Here it seems to be the norm that parents pay sibling entry if it’s at soft play but they join in with the food (I don’t mind that as there is always far too much food). I did find it rude 2 parents didn’t let me know they were bringing a sibling though.
Funnily enough, my DD has just had her first party with an entertainer (limit 20) in a hall. She made it very clear she explicitly wanted siblings invited, as she knows a lot as they are her older brother’s friends. I went with this, and also as they are only 3 I did prefer parents to stay, so thought fair enough as they may have nobody to look after the other child. 2 single Mums did let me know in advance, they were so polite and really checked if I minded, explained their situation. Actually, 1 who came with all 4 children was amazing, her elder ones were a huge help with the younger ones and she offered to help me clear up after, they were a pleasure to host. For me it’s all about the communication in advance, not just turning up with extra guests.
So there were 16 children at DD’s party, but it did make me wonder when she makes more friends as she gets older how this will be with entertainer limits. It ultimately should be about the child who’s birthday it us surely- would they like siblings as part of the total guest number or not? I feel that’s got lost a bit.

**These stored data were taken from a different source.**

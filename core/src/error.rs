use thiserror::Error;

/// Why a raw payload could not be normalized. Fatal to that single event
/// only; the adapter never retries inbound work.
#[derive(Debug, Clone, PartialEq, Eq, Error)]
pub enum NormalizeError {
    /// A field the canonical schema cannot do without is unparsable or
    /// absent. Identifiers drive all downstream routing, so there is no
    /// recovery path.
    #[error("malformed payload at '{field}': {detail}")]
    MalformedPayload { field: String, detail: String },

    /// The chat kind could not be decided and a downstream decision (the
    /// negative-id scheme) requires certainty. Best-effort inference covers
    /// every other case and surfaces as a warning instead.
    #[error("chat kind undecidable for chat id '{chat_id}'")]
    AmbiguousChatKind { chat_id: String },
}

impl NormalizeError {
    pub fn malformed(field: &str, detail: impl Into<String>) -> Self {
        Self::MalformedPayload {
            field: field.to_string(),
            detail: detail.into(),
        }
    }

    /// Machine-readable code for wire responses.
    pub fn code(&self) -> &'static str {
        match self {
            Self::MalformedPayload { .. } => codes::MALFORMED_PAYLOAD,
            Self::AmbiguousChatKind { .. } => codes::AMBIGUOUS_CHAT_KIND,
        }
    }
}

/// Error codes used on the gateway surface
pub mod codes {
    pub const MALFORMED_PAYLOAD: &str = "malformed_payload";
    pub const AMBIGUOUS_CHAT_KIND: &str = "ambiguous_chat_kind";
    pub const INTERNAL_ERROR: &str = "internal_error";
}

My parties as a child were just for my actual friends in my class.
My son’s soft play party cost £250 for 12, it would have been another £100 if I’d had to pay for siblings on the day, so it is unreasonable to expect the host to do that. I would never expect another parent to do that. One actually offered to have cover my DD recently (son’s best friend), as someone couldn’t make it, I wasn’t even planning on taking her so it was a lovely gesture and bonus, but absolutely not expected.
Some parents here have found the sibling/total number issue so awkward that they have opted out of doing parties altogether, which is a shame.